Based on the current contract reviews, there ought to be a critical evaluation when dealing with provisions that focus on revenue neutrality, policy and manual compliance (Tsopra et al., 2016)
Features of third-party payers
A third party payer is an entity that is contracted with the reimbursement and management of health care expenses. Examples of third-party payers are public insurers, private insurers, self-insurance who cater for the expenses from their own incomes and commercial insurers. This type of insurance is a great income source for health care providers in the health care industry.
he health insurance companies were created by the government so as to help the public against health care burdens. The third party payers cater for the healthcare expenses on behalf of the patients. The patients pay a premium and in other occasions co-pays to these third-party payers and in most instances, they help reduce the finances of the patients. Normally, the third party payers do not pay all the expenses as there are deductibles that are first cleared by the patient.
Today, the deductibles may require that the insured individual pay up to $5,000, their own pocket before the third party payers gets to pay the expenses (Noland & Mentch, 2014).
Reimbursement Methods Used and Effects of Coding On Reimbursement
There are five common methods of hospital reimbursement; shared savings, bundled payments, fee-for-service, value-based reimbursement and discount from billed charges. First, fee-for-service is a model that includes specified negotiated rates for every service of procedure required; nonetheless, overtime and other additional management components and cost controls are encompassed.
Second, a discount from billed charges affords the providers with the lowest level of risk with the payer allowing reimbursement at an agreed discount employing the Charge Description Master which functions by tracking the activity and the billing services.
Third, Value-Based Reimbursement model compensates the health care providers using a fee-for-service technique using quality and resourceful components. Fourth, the shared savings model gives onward incentives and offers lower risks to individuals to enhance harmonization of outcomes and care based on a recognized patient population. Last, bundled payments make available reimbursements to the health care providers for explicit care episodes.
The reimbursement for health care services and procedures is made by commercial payers such as United Health care, Aetna or federal intermediaries that represent health programs. The claims made by the health care providers employing the procedure codes and the medical diagnosis determine the reimbursement.

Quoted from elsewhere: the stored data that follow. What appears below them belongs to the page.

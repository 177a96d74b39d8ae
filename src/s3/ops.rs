use std::path::{Component, Path, PathBuf};

use tracing::{debug, info};
use uuid::Uuid;

use crate::error::{ManagerError, Result};
use crate::settings::{WaitPolicy, DEFAULT_REGION};
use crate::worker::events::LogLevel;

use super::backend::S3Backend;
use super::{
    BucketSummary, CreateOutcome, EmptyStats, ObjectSummary, ObjectVersionRef, PermissionReport,
    ProbeResult,
};

const DELETE_BATCH_SIZE: usize = 1000;
const PROBE_KEY_PREFIX: &str = "s3manager-permission-check";
const PROBE_BODY: &[u8] = b"Test file for permission check";

/// Sink for the incremental output of an operation.
pub trait Reporter: Send {
    fn progress(&mut self, percent: u8, message: String);
    fn log(&mut self, level: LogLevel, message: String);
}

#[derive(Debug, Default)]
pub struct SilentReporter;

impl Reporter for SilentReporter {
    fn progress(&mut self, _percent: u8, _message: String) {}
    fn log(&mut self, _level: LogLevel, _message: String) {}
}

pub fn calculate_percentage(done: usize, total: usize) -> u8 {
    if total == 0 {
        100
    } else {
        ((done.min(total) * 100) / total) as u8
    }
}

fn sanitize_relative_path(relative_path: &str) -> Option<PathBuf> {
    let candidate = Path::new(relative_path.trim_start_matches('/'));
    if candidate.as_os_str().is_empty() || candidate.is_absolute() {
        return None;
    }
    if candidate
        .components()
        .any(|c| matches!(c, Component::ParentDir | Component::Prefix(_) | Component::RootDir))
    {
        return None;
    }
    Some(candidate.to_path_buf())
}

pub fn local_target(destination: &Path, key: &str) -> Result<PathBuf> {
    sanitize_relative_path(key)
        .map(|relative| destination.join(relative))
        .ok_or_else(|| {
            ManagerError::InvalidInput(format!("Object key '{key}' cannot be mapped to a local path"))
        })
}

pub fn validate_bucket_name(name: &str) -> Result<()> {
    let invalid = |reason: &str| ManagerError::InvalidBucketName {
        bucket: name.to_string(),
        reason: reason.to_string(),
    };

    if name.len() < 3 || name.len() > 63 {
        return Err(invalid("must be 3-63 characters"));
    }
    if !name
        .chars()
        .all(|c| c.is_ascii_lowercase() || c.is_ascii_digit() || c == '-' || c == '.')
    {
        return Err(invalid(
            "only lowercase letters, numbers, hyphens and periods are allowed",
        ));
    }
    if !name.starts_with(|c: char| c.is_ascii_alphanumeric())
        || !name.ends_with(|c: char| c.is_ascii_alphanumeric())
    {
        return Err(invalid("must start and end with a letter or number"));
    }
    if name.contains("..") {
        return Err(invalid("cannot contain consecutive periods"));
    }
    if name.split('.').count() == 4 && name.split('.').all(|part| part.parse::<u8>().is_ok()) {
        return Err(invalid("cannot be formatted as an IP address"));
    }
    Ok(())
}

pub async fn list_buckets(backend: &dyn S3Backend) -> Result<Vec<BucketSummary>> {
    let buckets = backend.list_buckets().await?;
    debug!("Listed {} buckets", buckets.len());
    Ok(buckets)
}

pub async fn list_objects(backend: &dyn S3Backend, bucket: &str) -> Result<Vec<ObjectSummary>> {
    let mut continuation_token: Option<String> = None;
    let mut all_objects = Vec::new();

    loop {
        let page = backend
            .list_objects_page(bucket, continuation_token.take(), Some(1000))
            .await?;
        all_objects.extend(page.objects);
        match page.next_token {
            Some(token) => continuation_token = Some(token),
            None => break,
        }
    }

    Ok(all_objects)
}

async fn download_one(
    backend: &dyn S3Backend,
    bucket: &str,
    key: &str,
    destination: &Path,
) -> Result<u64> {
    let target = local_target(destination, key)?;
    if key.ends_with('/') {
        std::fs::create_dir_all(&target).map_err(|err| ManagerError::local_io(&target, err))?;
        return Ok(0);
    }
    if let Some(parent) = target.parent() {
        std::fs::create_dir_all(parent).map_err(|err| ManagerError::local_io(parent, err))?;
    }
    backend.download_object(bucket, key, &target).await
}

pub async fn download_objects(
    backend: &dyn S3Backend,
    bucket: &str,
    keys: &[String],
    destination: &Path,
    reporter: &mut dyn Reporter,
) -> Result<usize> {
    let total = keys.len();
    std::fs::create_dir_all(destination).map_err(|err| ManagerError::local_io(destination, err))?;

    for (index, key) in keys.iter().enumerate() {
        reporter.progress(
            calculate_percentage(index, total),
            format!("Downloading: {key}"),
        );

        let bytes = download_one(backend, bucket, key, destination)
            .await
            .map_err(|source| ManagerError::BatchItem {
                position: index + 1,
                total,
                key: key.clone(),
                source: Box::new(source),
            })?;
        debug!("Downloaded {key} ({bytes} bytes)");
    }

    reporter.progress(100, "Download completed".to_string());
    info!("Downloaded {total} objects from {bucket} to {}", destination.display());
    Ok(total)
}

pub async fn delete_objects(
    backend: &dyn S3Backend,
    bucket: &str,
    keys: &[String],
    reporter: &mut dyn Reporter,
) -> Result<usize> {
    let total = keys.len();

    for (index, key) in keys.iter().enumerate() {
        reporter.progress(calculate_percentage(index, total), format!("Deleting: {key}"));
        backend
            .delete_object(bucket, key)
            .await
            .map_err(|source| ManagerError::BatchItem {
                position: index + 1,
                total,
                key: key.clone(),
                source: Box::new(source),
            })?;
    }

    reporter.progress(100, "Deletion completed".to_string());
    info!("Deleted {total} objects from {bucket}");
    Ok(total)
}

pub async fn check_permissions(backend: &dyn S3Backend, bucket: &str) -> PermissionReport {
    let list = ProbeResult::from_result(backend.list_objects_page(bucket, None, Some(1)).await);
    let read = ProbeResult::from_result(backend.get_bucket_acl(bucket).await);

    let probe_key = format!("{PROBE_KEY_PREFIX}-{}.txt", Uuid::new_v4());
    let write =
        ProbeResult::from_result(backend.put_object(bucket, &probe_key, PROBE_BODY.to_vec()).await);
    // Without a written marker this still probes the permission: deleting a
    // missing key succeeds when DeleteObject is allowed.
    let delete = ProbeResult::from_result(backend.delete_object(bucket, &probe_key).await);

    let region = backend.bucket_location(bucket).await.ok();
    let versioning = backend.bucket_versioning(bucket).await.ok();
    let encryption_enabled = backend.get_bucket_encryption(bucket).await.is_ok();
    let cors_rules = backend.cors_rule_count(bucket).await.ok();

    PermissionReport {
        bucket: bucket.to_string(),
        region,
        list,
        read,
        write,
        delete,
        versioning,
        encryption_enabled,
        cors_rules,
    }
}

fn map_create_error(err: ManagerError, bucket: &str, region: &str) -> ManagerError {
    match err.code() {
        Some("BucketAlreadyExists") => ManagerError::BucketNameTaken {
            bucket: bucket.to_string(),
        },
        Some("InvalidBucketName") => ManagerError::InvalidBucketName {
            bucket: bucket.to_string(),
            reason: match &err {
                ManagerError::Client { message, .. } => message.clone(),
                _ => "rejected by the provider".to_string(),
            },
        },
        Some("IllegalLocationConstraintException" | "InvalidLocationConstraint") => {
            ManagerError::InvalidRegion {
                region: region.to_string(),
            }
        }
        _ => err,
    }
}

pub async fn wait_for_bucket(backend: &dyn S3Backend, bucket: &str, wait: WaitPolicy) -> Result<()> {
    let attempts = wait.attempts.max(1);
    for attempt in 1..=attempts {
        if backend.bucket_exists(bucket).await? {
            debug!("Bucket {bucket} visible after {attempt} check(s)");
            return Ok(());
        }
        if attempt < attempts {
            tokio::time::sleep(wait.delay).await;
        }
    }
    Err(ManagerError::Unexpected(format!(
        "Bucket '{bucket}' was not visible after {attempts} checks"
    )))
}

/// A blank region means the default one.
pub fn resolve_region(region: &str) -> &str {
    Some(region.trim())
        .filter(|value| !value.is_empty())
        .unwrap_or(DEFAULT_REGION)
}

pub async fn create_bucket(
    backend: &dyn S3Backend,
    bucket: &str,
    region: &str,
    wait: WaitPolicy,
    reporter: &mut dyn Reporter,
) -> Result<CreateOutcome> {
    validate_bucket_name(bucket)?;
    let region = resolve_region(region);

    reporter.log(
        LogLevel::Info,
        format!("Creating bucket '{bucket}' in region '{region}'"),
    );
    match backend.create_bucket(bucket, region).await {
        Ok(()) => {}
        Err(err) if err.code() == Some("BucketAlreadyOwnedByYou") => {
            return Ok(CreateOutcome::AlreadyOwned {
                region: region.to_string(),
            });
        }
        Err(err) => return Err(map_create_error(err, bucket, region)),
    }

    reporter.progress(50, format!("Waiting for bucket '{bucket}' to become available"));
    wait_for_bucket(backend, bucket, wait).await?;
    reporter.progress(100, format!("Bucket '{bucket}' is available"));
    Ok(CreateOutcome::Created {
        region: region.to_string(),
    })
}

pub async fn empty_bucket(
    backend: &dyn S3Backend,
    bucket: &str,
    reporter: &mut dyn Reporter,
) -> Result<EmptyStats> {
    let status = backend.bucket_versioning(bucket).await?;
    let versioned = status.keeps_versions();
    let mut entries: Vec<ObjectVersionRef> = Vec::new();

    if versioned {
        reporter.log(
            LogLevel::Info,
            format!("Versioning is {status}; deleting every object version and delete marker"),
        );
        let (mut key_marker, mut version_marker) = (None, None);
        loop {
            let page = backend
                .list_object_versions_page(bucket, key_marker.take(), version_marker.take())
                .await?;
            let truncated = page.is_truncated();
            entries.extend(page.entries);
            if !truncated {
                break;
            }
            key_marker = page.next_key_marker;
            version_marker = page.next_version_marker;
        }
    } else {
        reporter.log(
            LogLevel::Info,
            "Versioning is not enabled; deleting every object".to_string(),
        );
        entries.extend(
            list_objects(backend, bucket)
                .await?
                .into_iter()
                .map(|object| ObjectVersionRef {
                    key: object.key,
                    version_id: None,
                }),
        );
    }

    let total = entries.len();
    let mut removed = 0;
    for chunk in entries.chunks(DELETE_BATCH_SIZE) {
        // emptying occupies the first 90% of the bucket deletion
        let percent = (calculate_percentage(removed, total) as u16 * 90 / 100) as u8;
        reporter.progress(percent, format!("Emptying bucket: {removed}/{total}"));
        backend.delete_object_batch(bucket, chunk).await?;
        removed += chunk.len();
    }

    Ok(EmptyStats { versioned, removed })
}

pub async fn delete_bucket(
    backend: &dyn S3Backend,
    bucket: &str,
    reporter: &mut dyn Reporter,
) -> Result<EmptyStats> {
    reporter.progress(0, format!("Emptying bucket '{bucket}'"));
    let stats = empty_bucket(backend, bucket, reporter).await?;
    reporter.log(
        LogLevel::Info,
        format!("Removed {} entries from '{bucket}'", stats.removed),
    );

    reporter.progress(90, format!("Deleting bucket '{bucket}'"));
    backend.delete_bucket(bucket).await?;
    reporter.progress(100, format!("Bucket '{bucket}' deleted"));
    info!("Deleted bucket {bucket}");
    Ok(stats)
}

Medical coding has a significant impact on the performance of the revenue cycle. The health care organizations cannot afford to make mistakes that may impair its operations thus has to use quality medical coding. Quality medical coding is also important to any provider as it saves them from denied claims.
Denial of claims can strain the organization as it is a major strain on the revenue where payments to the providers can be withheld, delayed or stopped. Preferably, combating any instance that may lead to denial is the best option to prevent associated costs and controls. When there is denial, the cost of working them out is not regarded as an expense but an investment that will return high returns (Tsopra et al., 2016).
Cleverley, W. O., & Cleverley, J. O. (2017). Essentials of healthcare finance. Jones & Bartlett Learning.
Tsopra, R., Peckham, D., Beirne, P., Rodger, K., Callister, M., White, H., ... & Wyatt, J. C. (2018). The impact of three discharge coding methods on the accuracy of diagnostic coding and hospital reimbursement for inpatient medical care. International journal of medical informatics, 115, 35-42.
Noland, J., & Mentch, C. (2014). U.S. Patent No. 8,712,800. Washington, DC: U.S. Patent and Trademark Office.